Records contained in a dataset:
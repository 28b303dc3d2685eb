//! Identity-keyed structural index shared by the origin and render trees.
//!
//! Every entry records the parent, the neighbouring siblings and the ordered
//! children of one node. Mutators keep the children lists and the prev/next
//! chain consistent: after any call the order of `children` equals the order
//! obtained by walking `next` from the first child.

use std::collections::HashMap;
use std::fmt::Display;
use std::hash::Hash;
use std::ops::ControlFlow;

use crate::error::TopologyError;

#[derive(Debug, Clone, PartialEq, Eq)]
pub struct StructuralInfo<K> {
    pub parent: Option<K>,
    pub prev: Option<K>,
    pub next: Option<K>,
    pub children: Vec<K>,
}

impl<K> Default for StructuralInfo<K> {
    fn default() -> Self {
        Self {
            parent: None,
            prev: None,
            next: None,
            children: Vec::new(),
        }
    }
}

#[derive(Debug, Clone)]
pub struct TopologyIndex<K> {
    root: K,
    entries: HashMap<K, StructuralInfo<K>>,
}

impl<K> TopologyIndex<K>
where
    K: Copy + Eq + Hash + Display,
{
    pub fn new(root: K) -> Self {
        let mut entries = HashMap::new();
        entries.insert(root, StructuralInfo::default());
        Self { root, entries }
    }

    pub fn root(&self) -> K {
        self.root
    }

    pub fn len(&self) -> usize {
        self.entries.len()
    }

    pub fn is_empty(&self) -> bool {
        self.entries.is_empty()
    }

    pub fn contains(&self, key: K) -> bool {
        self.entries.contains_key(&key)
    }

    pub fn keys(&self) -> impl Iterator<Item = K> + '_ {
        self.entries.keys().copied()
    }

    pub fn info(&self, key: K) -> Option<&StructuralInfo<K>> {
        self.entries.get(&key)
    }

    pub(crate) fn info_mut(&mut self, key: K) -> Option<&mut StructuralInfo<K>> {
        self.entries.get_mut(&key)
    }

    pub fn parent(&self, key: K) -> Option<K> {
        self.entries.get(&key)?.parent
    }

    pub fn prev(&self, key: K) -> Option<K> {
        self.entries.get(&key)?.prev
    }

    pub fn next(&self, key: K) -> Option<K> {
        self.entries.get(&key)?.next
    }

    pub fn children(&self, key: K) -> &[K] {
        self.entries
            .get(&key)
            .map(|info| info.children.as_slice())
            .unwrap_or(&[])
    }

    /// Registers `key` with an empty entry if it is not indexed yet.
    pub fn ensure(&mut self, key: K) {
        self.entries.entry(key).or_default();
    }

    /// Returns true when `ancestor` is a strict ancestor of `node`.
    pub fn is_ancestor(&self, ancestor: K, node: K) -> bool {
        let mut current = self.parent(node);
        while let Some(key) = current {
            if key == ancestor {
                return true;
            }
            current = self.parent(key);
        }
        false
    }

    pub fn add_child(
        &mut self,
        parent: K,
        child: K,
        index: Option<usize>,
    ) -> Result<bool, TopologyError> {
        self.require(parent)?;
        self.check_cycle(parent, child)?;

        let siblings = self.children(parent);
        if self.parent(child) == Some(parent) {
            let last = siblings.len() - 1;
            let current = siblings.iter().position(|key| *key == child);
            let target = index.unwrap_or(last).min(last);
            if current == Some(target) {
                return Ok(false);
            }
        }

        self.detach(child);
        self.ensure(child);
        if let Some(info) = self.entries.get_mut(&parent) {
            let at = index.unwrap_or(info.children.len()).min(info.children.len());
            info.children.insert(at, child);
        }
        self.relink(parent);
        Ok(true)
    }

    pub fn insert_after(&mut self, before: K, after: K) -> Result<bool, TopologyError> {
        self.require(before)?;
        let parent = self
            .parent(before)
            .ok_or_else(|| TopologyError::Detached(before.to_string()))?;
        if before == after || self.next(before) == Some(after) {
            return Ok(false);
        }
        self.check_cycle(parent, after)?;

        self.detach(after);
        self.ensure(after);
        if let Some(info) = self.entries.get_mut(&parent) {
            let at = info
                .children
                .iter()
                .position(|key| *key == before)
                .map(|idx| idx + 1)
                .unwrap_or(info.children.len());
            info.children.insert(at, after);
        }
        self.relink(parent);
        Ok(true)
    }

    pub fn remove_parent(&mut self, node: K) -> Result<bool, TopologyError> {
        self.require(node)?;
        Ok(self.detach(node).is_some())
    }

    /// Removes `node` from the index and returns every key that left it.
    ///
    /// With `with_children` the whole subtree is purged (pre-order); without
    /// it the direct children stay indexed as parentless orphans.
    pub fn remove(&mut self, node: K, with_children: bool) -> Result<Vec<K>, TopologyError> {
        self.require(node)?;
        self.detach(node);

        let mut removed = vec![node];
        if with_children {
            removed.extend(self.descendants(node));
        } else {
            let orphans = self.children(node).to_vec();
            for orphan in orphans {
                if let Some(info) = self.entries.get_mut(&orphan) {
                    info.parent = None;
                    info.prev = None;
                    info.next = None;
                }
            }
        }
        for key in &removed {
            self.entries.remove(key);
        }
        Ok(removed)
    }

    /// Moves `nodes` under `parent` starting at `index`, keeping their order.
    /// A key listed more than once is moved at its first occurrence.
    pub fn move_children(
        &mut self,
        parent: K,
        nodes: &[K],
        index: usize,
    ) -> Result<bool, TopologyError> {
        self.require(parent)?;
        let mut unique: Vec<K> = Vec::with_capacity(nodes.len());
        for node in nodes {
            if !unique.contains(node) {
                unique.push(*node);
            }
        }
        let nodes = unique.as_slice();
        for node in nodes {
            self.require(*node)?;
            self.check_cycle(parent, *node)?;
        }
        let before = self.children(parent).to_vec();

        let mut affected = Vec::new();
        for node in nodes {
            if let Some(former) = self.detach_quiet(*node)
                && former != parent
                && !affected.contains(&former)
            {
                affected.push(former);
            }
        }
        if let Some(info) = self.entries.get_mut(&parent) {
            let at = index.min(info.children.len());
            for (offset, node) in nodes.iter().enumerate() {
                info.children.insert(at + offset, *node);
            }
        }
        for former in affected {
            self.relink(former);
        }
        self.relink(parent);
        Ok(self.children(parent) != before.as_slice())
    }

    /// Pre-order walk starting at `start`; the visitor gets the node, its
    /// depth relative to `start` and its index among its siblings.
    pub fn traverse<F>(&self, start: K, mut visitor: F) -> ControlFlow<()>
    where
        F: FnMut(K, usize, usize) -> ControlFlow<()>,
    {
        let mut stack = vec![(start, 0usize, 0usize)];
        while let Some((key, depth, index)) = stack.pop() {
            visitor(key, depth, index)?;
            let children = self.children(key);
            for (idx, child) in children.iter().enumerate().rev() {
                stack.push((*child, depth + 1, idx));
            }
        }
        ControlFlow::Continue(())
    }

    /// Every descendant of `node` in pre-order, `node` excluded.
    pub fn descendants(&self, node: K) -> Vec<K> {
        let mut out = Vec::new();
        let _ = self.traverse(node, |key, depth, _| {
            if depth > 0 {
                out.push(key);
            }
            ControlFlow::Continue(())
        });
        out
    }

    /// Children of `parent` recovered by following `next` from the first child.
    pub fn sibling_chain(&self, parent: K) -> Vec<K> {
        let mut out = Vec::new();
        let mut current = self.children(parent).first().copied();
        while let Some(key) = current {
            out.push(key);
            current = self.next(key);
        }
        out
    }

    fn require(&self, key: K) -> Result<(), TopologyError> {
        if self.contains(key) {
            Ok(())
        } else {
            Err(TopologyError::MissingNode(key.to_string()))
        }
    }

    fn check_cycle(&self, parent: K, node: K) -> Result<(), TopologyError> {
        if node == parent || self.is_ancestor(node, parent) {
            return Err(TopologyError::WouldCycle {
                node: node.to_string(),
                parent: parent.to_string(),
            });
        }
        Ok(())
    }

    fn detach(&mut self, node: K) -> Option<K> {
        let former = self.detach_quiet(node)?;
        self.relink(former);
        Some(former)
    }

    fn detach_quiet(&mut self, node: K) -> Option<K> {
        let parent = self.entries.get(&node)?.parent?;
        if let Some(info) = self.entries.get_mut(&parent) {
            info.children.retain(|key| *key != node);
        }
        if let Some(info) = self.entries.get_mut(&node) {
            info.parent = None;
            info.prev = None;
            info.next = None;
        }
        Some(parent)
    }

    fn relink(&mut self, parent: K) {
        let Some(children) = self.entries.get(&parent).map(|info| info.children.clone()) else {
            return;
        };
        for (idx, child) in children.iter().enumerate() {
            let info = self.entries.entry(*child).or_default();
            info.parent = Some(parent);
            info.prev = idx.checked_sub(1).map(|p| children[p]);
            info.next = children.get(idx + 1).copied();
        }
    }
}
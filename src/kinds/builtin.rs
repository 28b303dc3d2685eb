//! Kinds every document starts with.
//!
//! A `split` expands into two synthetic children: an icon marker and an
//! inline container whose children are the declared branches.

use super::{CreateContext, KindMeta, KindRegistration, MetaNumber};
use crate::ir::{ChildRecord, NodeRecord};
use crate::layout::{Padding, Size};

pub const ROOT: &str = "root";
pub const START: &str = "start";
pub const END: &str = "end";
pub const BLOCK: &str = "block";
pub const ICON: &str = "icon";
pub const INLINE_BLOCKS: &str = "inlineBlocks";
pub const SPLIT: &str = "split";
pub const DYNAMIC_SPLIT: &str = "dynamicSplit";
pub const DYNAMIC_SPLIT_ICON: &str = "dynamicSplitIcon";

/// Child-registry keys understood by the split template.
pub const ICON_KEY: &str = "icon";
pub const CONTAINER_KEY: &str = "container";
pub const BRANCH_KEY: &str = "branch";

/// Kind used for records that do not name one.
pub const DEFAULT_KIND: &str = BLOCK;

pub fn synthetic_id(key: &str, owner: &str) -> String {
    format!("${key}${owner}")
}

pub fn registrations() -> Vec<KindRegistration> {
    vec![
        KindRegistration::new(ROOT).meta(KindMeta {
            addable: Some(false.into()),
            expandable: Some(false.into()),
            draggable: Some(false.into()),
            selectable: Some(false.into()),
            is_container: Some(true),
            padding: Some(Padding::ZERO),
            ..Default::default()
        }),
        KindRegistration::new(START),
        KindRegistration::new(END).meta(KindMeta {
            terminal: Some(true),
            ..Default::default()
        }),
        KindRegistration::new(BLOCK).meta(KindMeta {
            is_container: Some(true),
            padding: Some(Padding::new(0.0, 20.0, 0.0, 20.0)),
            ..Default::default()
        }),
        KindRegistration::new(ICON).meta(KindMeta {
            size: Some(Size::new(40.0, 40.0)),
            marker: Some(true),
            draggable: Some(false.into()),
            ..Default::default()
        }),
        KindRegistration::new(INLINE_BLOCKS).meta(KindMeta {
            is_container: Some(true),
            is_inline_blocks: Some(true),
            spacing: Some(MetaNumber::Value(0.0)),
            selectable: Some(false.into()),
            ..Default::default()
        }),
        KindRegistration::new(SPLIT)
            .meta(KindMeta {
                is_container: Some(true),
                spacing: Some(MetaNumber::Value(0.0)),
                ..Default::default()
            })
            .on_create(split_children)
            .on_block_child_create(branch_child),
        KindRegistration::new(DYNAMIC_SPLIT_ICON).extend(ICON),
        KindRegistration::new(DYNAMIC_SPLIT)
            .extend(SPLIT)
            .child_registry(ICON_KEY, DYNAMIC_SPLIT_ICON),
    ]
}

fn split_children(ctx: &CreateContext<'_>) -> Option<Vec<NodeRecord>> {
    let owner = ctx.id();
    let icon = NodeRecord::synthetic(synthetic_id(ICON_KEY, owner), ctx.child_kind(ICON_KEY, ICON));
    let mut container = NodeRecord::synthetic(
        synthetic_id(CONTAINER_KEY, owner),
        ctx.child_kind(CONTAINER_KEY, INLINE_BLOCKS),
    );
    container.children = ctx
        .declared_children()
        .into_iter()
        .map(ChildRecord::Node)
        .collect();
    Some(vec![icon, container])
}

fn branch_child(ctx: &CreateContext<'_>, mut record: NodeRecord) -> NodeRecord {
    if record.kind.is_none() {
        record.kind = Some(ctx.child_kind(BRANCH_KEY, BLOCK));
    }
    record
}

PROBLEM REQUIREMENTS: Search the records for the string "target" and, wherever a line contains it, please copy that line.

RESPONSE AREA:
            let target = index.unwrap_or(last).min(last);
            if current == Some(target) {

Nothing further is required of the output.